From the first line of the material through the line containing "dedup / forward core", restate everything word for word and nothing more.

§

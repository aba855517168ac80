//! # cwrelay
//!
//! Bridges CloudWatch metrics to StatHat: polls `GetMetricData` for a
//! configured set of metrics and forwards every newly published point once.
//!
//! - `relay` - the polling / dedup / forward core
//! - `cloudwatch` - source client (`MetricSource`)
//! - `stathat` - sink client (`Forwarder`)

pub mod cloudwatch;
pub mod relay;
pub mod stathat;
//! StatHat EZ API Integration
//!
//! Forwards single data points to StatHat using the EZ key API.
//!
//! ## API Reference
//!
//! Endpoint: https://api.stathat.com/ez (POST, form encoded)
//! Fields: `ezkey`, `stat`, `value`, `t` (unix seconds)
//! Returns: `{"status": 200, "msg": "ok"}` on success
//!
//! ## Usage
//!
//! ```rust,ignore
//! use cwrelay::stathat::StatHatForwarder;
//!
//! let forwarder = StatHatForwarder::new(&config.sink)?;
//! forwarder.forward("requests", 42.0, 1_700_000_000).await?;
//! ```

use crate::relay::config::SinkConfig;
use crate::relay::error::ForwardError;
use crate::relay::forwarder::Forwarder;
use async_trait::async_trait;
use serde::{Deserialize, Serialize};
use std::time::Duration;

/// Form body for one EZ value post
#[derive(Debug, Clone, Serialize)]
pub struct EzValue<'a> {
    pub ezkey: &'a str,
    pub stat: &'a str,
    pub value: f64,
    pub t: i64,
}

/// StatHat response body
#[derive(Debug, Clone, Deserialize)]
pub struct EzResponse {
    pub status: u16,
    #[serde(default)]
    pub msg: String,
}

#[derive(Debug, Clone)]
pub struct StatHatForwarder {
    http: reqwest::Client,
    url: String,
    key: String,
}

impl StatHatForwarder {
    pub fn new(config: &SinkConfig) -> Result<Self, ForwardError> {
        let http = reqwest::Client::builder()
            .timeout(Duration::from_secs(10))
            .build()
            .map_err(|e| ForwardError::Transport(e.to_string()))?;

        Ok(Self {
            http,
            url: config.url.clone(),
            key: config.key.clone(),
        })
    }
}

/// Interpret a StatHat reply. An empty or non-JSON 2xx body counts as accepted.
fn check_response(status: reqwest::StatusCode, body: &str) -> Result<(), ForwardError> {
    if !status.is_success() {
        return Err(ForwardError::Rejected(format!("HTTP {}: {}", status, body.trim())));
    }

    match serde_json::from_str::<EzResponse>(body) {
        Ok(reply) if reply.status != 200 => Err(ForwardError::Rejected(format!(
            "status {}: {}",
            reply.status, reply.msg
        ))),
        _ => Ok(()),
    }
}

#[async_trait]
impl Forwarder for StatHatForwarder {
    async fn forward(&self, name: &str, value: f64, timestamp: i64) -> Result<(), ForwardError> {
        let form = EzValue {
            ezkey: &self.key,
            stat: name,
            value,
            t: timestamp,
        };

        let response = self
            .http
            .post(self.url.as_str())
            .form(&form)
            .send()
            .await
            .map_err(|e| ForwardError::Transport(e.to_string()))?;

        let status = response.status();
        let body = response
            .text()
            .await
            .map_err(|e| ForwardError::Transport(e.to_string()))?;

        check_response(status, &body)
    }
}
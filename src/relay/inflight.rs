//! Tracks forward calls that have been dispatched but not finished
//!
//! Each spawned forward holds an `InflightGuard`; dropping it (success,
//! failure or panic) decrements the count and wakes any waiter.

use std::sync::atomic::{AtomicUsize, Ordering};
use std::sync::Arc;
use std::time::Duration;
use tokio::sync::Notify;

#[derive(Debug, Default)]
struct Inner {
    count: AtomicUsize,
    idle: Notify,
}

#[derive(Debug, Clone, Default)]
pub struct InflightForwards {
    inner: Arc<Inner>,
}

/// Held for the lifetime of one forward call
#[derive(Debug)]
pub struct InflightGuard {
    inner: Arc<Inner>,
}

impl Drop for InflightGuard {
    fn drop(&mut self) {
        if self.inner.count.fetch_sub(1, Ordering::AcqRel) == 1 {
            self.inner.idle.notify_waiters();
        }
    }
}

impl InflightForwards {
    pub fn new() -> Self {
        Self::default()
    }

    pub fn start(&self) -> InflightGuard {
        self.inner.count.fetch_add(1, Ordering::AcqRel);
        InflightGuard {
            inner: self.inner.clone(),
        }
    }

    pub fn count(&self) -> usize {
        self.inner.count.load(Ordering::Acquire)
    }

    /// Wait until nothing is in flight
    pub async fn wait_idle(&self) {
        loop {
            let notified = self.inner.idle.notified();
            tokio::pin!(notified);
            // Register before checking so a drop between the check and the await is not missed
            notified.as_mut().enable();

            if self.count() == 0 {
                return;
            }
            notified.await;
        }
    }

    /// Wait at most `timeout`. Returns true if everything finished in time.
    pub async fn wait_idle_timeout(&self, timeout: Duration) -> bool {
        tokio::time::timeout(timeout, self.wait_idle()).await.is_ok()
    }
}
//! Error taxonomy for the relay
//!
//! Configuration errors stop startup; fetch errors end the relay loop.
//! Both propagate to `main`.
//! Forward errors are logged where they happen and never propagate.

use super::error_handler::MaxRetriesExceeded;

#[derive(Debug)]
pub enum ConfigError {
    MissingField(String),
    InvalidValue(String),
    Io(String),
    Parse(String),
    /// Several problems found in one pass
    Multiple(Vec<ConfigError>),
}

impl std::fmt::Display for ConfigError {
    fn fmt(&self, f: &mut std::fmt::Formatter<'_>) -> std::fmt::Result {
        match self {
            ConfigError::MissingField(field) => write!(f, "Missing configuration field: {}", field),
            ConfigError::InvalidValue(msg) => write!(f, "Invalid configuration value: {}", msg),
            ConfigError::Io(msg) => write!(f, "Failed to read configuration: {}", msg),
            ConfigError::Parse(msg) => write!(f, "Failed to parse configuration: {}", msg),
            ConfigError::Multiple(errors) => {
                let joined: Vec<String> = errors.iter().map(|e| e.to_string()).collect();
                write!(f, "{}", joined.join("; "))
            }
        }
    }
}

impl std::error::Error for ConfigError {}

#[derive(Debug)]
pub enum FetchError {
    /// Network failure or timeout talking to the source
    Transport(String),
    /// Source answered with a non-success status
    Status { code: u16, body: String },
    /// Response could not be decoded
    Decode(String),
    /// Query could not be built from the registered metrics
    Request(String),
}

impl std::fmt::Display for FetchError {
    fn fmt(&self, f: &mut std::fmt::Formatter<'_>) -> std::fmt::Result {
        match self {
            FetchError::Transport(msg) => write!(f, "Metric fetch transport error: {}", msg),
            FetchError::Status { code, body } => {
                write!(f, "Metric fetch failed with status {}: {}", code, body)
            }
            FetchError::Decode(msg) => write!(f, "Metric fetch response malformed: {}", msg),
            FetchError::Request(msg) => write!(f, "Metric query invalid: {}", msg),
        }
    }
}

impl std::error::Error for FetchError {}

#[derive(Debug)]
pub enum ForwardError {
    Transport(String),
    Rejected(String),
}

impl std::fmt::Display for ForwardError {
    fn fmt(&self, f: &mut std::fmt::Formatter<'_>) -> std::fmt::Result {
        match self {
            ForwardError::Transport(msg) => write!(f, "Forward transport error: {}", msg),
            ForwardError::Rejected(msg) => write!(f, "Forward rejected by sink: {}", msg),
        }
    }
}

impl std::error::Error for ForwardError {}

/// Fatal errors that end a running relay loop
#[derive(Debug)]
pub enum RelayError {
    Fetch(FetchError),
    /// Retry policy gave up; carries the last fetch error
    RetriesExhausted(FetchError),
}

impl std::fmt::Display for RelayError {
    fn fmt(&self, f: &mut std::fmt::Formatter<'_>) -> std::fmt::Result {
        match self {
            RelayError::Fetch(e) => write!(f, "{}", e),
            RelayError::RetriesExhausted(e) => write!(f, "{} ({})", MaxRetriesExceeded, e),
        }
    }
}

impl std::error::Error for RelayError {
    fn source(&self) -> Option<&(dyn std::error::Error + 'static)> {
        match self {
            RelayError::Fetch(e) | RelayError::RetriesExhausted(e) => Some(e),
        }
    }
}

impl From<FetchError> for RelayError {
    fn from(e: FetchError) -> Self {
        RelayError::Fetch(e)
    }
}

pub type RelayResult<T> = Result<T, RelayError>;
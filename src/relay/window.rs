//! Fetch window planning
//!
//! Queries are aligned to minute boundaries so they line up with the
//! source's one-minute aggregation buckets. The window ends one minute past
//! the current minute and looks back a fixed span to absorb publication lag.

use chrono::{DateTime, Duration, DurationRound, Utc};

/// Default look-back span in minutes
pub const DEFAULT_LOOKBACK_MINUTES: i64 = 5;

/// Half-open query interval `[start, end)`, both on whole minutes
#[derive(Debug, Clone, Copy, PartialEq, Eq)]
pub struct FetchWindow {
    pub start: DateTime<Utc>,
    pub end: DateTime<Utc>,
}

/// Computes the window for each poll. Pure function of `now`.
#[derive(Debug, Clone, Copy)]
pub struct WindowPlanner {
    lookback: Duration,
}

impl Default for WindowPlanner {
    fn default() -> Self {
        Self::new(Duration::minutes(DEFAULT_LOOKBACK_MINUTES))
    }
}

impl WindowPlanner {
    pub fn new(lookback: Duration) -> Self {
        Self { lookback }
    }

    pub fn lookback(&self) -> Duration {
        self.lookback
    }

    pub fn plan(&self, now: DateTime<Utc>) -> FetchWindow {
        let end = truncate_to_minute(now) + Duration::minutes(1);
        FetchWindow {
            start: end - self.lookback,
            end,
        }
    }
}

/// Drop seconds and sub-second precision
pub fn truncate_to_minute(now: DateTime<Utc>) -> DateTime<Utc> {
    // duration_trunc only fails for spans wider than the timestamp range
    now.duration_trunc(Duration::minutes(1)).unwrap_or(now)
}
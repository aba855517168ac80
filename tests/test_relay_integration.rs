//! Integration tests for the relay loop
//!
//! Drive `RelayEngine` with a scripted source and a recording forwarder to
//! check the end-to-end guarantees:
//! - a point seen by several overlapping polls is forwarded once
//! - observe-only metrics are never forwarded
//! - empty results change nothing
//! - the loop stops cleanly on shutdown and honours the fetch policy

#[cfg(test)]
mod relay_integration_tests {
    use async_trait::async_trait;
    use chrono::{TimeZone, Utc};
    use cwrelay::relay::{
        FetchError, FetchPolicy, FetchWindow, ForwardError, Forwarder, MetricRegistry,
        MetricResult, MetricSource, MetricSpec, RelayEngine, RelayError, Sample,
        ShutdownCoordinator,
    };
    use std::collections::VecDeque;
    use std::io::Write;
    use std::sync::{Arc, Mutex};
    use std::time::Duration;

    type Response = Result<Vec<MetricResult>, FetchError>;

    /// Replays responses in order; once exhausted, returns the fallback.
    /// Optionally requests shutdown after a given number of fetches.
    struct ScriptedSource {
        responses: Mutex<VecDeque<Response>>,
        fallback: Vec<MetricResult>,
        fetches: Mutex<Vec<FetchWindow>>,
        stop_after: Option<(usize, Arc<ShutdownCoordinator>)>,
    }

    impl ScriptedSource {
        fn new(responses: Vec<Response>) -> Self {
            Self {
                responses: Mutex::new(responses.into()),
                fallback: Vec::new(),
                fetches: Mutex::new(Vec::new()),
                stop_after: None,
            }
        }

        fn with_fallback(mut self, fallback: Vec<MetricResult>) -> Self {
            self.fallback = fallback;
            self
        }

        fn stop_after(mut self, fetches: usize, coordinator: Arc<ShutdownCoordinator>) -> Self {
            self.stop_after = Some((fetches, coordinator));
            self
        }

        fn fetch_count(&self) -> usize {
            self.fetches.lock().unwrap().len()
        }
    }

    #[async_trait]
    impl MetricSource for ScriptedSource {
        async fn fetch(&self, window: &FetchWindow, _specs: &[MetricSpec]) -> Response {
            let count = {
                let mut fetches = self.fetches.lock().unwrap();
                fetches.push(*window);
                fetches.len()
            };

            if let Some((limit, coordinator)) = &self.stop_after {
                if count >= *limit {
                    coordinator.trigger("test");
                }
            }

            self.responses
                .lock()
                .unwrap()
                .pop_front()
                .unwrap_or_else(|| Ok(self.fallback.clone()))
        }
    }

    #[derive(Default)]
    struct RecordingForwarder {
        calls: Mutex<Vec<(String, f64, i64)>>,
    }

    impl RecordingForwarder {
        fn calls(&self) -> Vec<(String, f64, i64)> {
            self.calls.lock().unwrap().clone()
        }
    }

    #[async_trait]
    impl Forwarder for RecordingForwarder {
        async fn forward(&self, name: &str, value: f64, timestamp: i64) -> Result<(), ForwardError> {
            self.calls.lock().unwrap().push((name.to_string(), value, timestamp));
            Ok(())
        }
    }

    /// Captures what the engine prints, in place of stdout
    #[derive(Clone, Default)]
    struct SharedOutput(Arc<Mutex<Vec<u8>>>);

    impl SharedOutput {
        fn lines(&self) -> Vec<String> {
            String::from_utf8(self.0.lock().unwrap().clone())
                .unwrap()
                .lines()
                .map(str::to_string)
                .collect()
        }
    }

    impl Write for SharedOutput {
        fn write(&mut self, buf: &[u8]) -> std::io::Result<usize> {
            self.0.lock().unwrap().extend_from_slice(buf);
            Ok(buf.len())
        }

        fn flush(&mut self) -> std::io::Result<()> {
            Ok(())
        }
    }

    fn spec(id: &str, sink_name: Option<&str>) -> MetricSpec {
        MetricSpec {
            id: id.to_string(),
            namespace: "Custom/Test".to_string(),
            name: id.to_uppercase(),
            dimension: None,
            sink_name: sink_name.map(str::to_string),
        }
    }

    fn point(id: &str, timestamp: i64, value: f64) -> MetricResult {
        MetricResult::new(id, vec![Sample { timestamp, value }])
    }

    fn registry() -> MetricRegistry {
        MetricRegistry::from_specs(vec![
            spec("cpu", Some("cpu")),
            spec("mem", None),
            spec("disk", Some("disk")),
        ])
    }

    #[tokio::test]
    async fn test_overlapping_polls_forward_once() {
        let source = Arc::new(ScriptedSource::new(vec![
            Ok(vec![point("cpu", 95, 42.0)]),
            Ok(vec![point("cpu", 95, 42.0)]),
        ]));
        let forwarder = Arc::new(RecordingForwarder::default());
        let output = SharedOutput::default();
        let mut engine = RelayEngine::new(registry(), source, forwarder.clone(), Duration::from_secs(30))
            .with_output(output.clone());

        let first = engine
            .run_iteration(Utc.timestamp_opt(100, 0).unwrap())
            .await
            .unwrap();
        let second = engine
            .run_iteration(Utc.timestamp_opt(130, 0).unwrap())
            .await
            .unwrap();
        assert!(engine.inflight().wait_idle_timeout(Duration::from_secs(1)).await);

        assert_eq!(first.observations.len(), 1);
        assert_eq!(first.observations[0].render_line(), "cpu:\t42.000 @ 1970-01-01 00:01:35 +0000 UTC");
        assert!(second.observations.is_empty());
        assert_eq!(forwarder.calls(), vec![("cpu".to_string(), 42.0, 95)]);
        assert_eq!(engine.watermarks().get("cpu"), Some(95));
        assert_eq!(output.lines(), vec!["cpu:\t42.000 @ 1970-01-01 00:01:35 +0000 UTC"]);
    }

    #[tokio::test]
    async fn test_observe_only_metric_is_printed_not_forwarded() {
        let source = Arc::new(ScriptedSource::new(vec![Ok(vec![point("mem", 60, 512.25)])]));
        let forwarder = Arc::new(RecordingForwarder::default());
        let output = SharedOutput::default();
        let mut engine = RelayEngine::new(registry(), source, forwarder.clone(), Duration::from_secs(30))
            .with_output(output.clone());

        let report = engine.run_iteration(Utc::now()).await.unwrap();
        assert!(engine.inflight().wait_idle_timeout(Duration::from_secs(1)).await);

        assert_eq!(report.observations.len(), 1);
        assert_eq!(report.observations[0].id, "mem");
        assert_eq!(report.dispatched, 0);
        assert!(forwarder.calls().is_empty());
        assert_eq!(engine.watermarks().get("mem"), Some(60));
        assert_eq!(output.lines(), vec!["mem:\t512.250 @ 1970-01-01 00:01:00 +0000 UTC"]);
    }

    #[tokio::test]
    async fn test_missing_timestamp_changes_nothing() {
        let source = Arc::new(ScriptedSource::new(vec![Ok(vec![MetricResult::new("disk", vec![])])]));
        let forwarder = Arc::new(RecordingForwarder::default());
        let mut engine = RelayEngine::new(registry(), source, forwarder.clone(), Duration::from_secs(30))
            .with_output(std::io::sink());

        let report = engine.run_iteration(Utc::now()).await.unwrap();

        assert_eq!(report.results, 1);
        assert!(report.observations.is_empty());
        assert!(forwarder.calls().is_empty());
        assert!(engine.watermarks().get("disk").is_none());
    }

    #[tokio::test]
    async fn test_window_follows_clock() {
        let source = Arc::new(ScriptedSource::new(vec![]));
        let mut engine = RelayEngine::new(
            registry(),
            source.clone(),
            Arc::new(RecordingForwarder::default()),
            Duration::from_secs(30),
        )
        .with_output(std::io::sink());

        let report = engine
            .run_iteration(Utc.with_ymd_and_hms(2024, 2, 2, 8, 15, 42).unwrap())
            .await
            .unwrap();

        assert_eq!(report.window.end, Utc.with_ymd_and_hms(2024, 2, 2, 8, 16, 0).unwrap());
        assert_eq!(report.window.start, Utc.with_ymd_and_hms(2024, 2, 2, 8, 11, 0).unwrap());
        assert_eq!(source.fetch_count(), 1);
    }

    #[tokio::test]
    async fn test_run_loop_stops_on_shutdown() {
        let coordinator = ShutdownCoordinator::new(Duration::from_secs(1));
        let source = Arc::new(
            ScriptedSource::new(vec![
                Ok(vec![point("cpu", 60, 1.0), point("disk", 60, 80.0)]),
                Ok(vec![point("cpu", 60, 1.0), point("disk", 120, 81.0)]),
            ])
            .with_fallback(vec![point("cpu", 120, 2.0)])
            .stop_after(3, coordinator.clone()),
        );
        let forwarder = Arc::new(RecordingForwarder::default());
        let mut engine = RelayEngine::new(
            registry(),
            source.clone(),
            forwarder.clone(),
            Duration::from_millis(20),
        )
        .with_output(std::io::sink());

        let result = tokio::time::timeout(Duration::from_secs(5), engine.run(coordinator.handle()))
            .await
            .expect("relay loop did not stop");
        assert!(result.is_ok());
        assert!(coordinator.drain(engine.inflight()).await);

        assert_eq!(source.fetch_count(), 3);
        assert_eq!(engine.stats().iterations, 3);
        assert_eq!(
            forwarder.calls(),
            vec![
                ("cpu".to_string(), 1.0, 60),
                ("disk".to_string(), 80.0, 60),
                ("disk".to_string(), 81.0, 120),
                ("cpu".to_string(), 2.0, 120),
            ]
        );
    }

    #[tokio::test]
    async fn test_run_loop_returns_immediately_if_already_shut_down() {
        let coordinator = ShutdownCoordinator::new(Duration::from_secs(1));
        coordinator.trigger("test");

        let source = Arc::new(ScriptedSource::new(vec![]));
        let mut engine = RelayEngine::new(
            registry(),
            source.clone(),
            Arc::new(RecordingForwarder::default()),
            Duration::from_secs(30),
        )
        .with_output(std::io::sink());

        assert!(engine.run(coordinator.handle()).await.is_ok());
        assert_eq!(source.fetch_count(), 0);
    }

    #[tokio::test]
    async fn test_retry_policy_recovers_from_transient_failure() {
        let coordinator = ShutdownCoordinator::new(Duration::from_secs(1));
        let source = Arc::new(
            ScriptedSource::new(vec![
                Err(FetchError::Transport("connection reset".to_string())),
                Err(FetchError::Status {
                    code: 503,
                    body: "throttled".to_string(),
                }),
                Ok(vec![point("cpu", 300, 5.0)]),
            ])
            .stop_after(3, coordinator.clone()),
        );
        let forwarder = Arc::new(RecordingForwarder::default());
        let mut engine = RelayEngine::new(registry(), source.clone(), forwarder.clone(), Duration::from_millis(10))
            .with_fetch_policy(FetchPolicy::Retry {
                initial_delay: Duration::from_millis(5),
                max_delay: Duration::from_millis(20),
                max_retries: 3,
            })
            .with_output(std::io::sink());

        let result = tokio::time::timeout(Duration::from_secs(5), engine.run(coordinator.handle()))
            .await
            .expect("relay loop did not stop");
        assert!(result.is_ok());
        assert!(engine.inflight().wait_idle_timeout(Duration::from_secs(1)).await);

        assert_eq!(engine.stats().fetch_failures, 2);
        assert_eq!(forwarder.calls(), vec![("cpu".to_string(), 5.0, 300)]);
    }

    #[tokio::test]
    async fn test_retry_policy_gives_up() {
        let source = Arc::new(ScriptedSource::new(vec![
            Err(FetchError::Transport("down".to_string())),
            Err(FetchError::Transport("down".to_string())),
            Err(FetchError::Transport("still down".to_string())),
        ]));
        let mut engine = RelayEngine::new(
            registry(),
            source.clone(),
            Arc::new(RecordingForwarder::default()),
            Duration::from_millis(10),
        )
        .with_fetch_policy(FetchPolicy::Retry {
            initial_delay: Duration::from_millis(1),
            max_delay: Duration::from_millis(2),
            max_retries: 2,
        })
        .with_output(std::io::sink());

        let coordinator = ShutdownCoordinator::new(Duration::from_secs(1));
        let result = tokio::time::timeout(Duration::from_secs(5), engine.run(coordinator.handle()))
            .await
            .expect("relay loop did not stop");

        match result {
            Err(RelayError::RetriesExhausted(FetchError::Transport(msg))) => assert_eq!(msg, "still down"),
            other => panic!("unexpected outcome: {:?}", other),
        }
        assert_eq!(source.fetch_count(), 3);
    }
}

§

▶ Written reply
repository aba855517168ac80
//! # cwrelay
//!
//! Bridges CloudWatch metrics to StatHat: polls `GetMetricData` for a
//! configured set of metrics and forwards every newly published point once.
//!
//! - `relay` - the polling / dedup / forward core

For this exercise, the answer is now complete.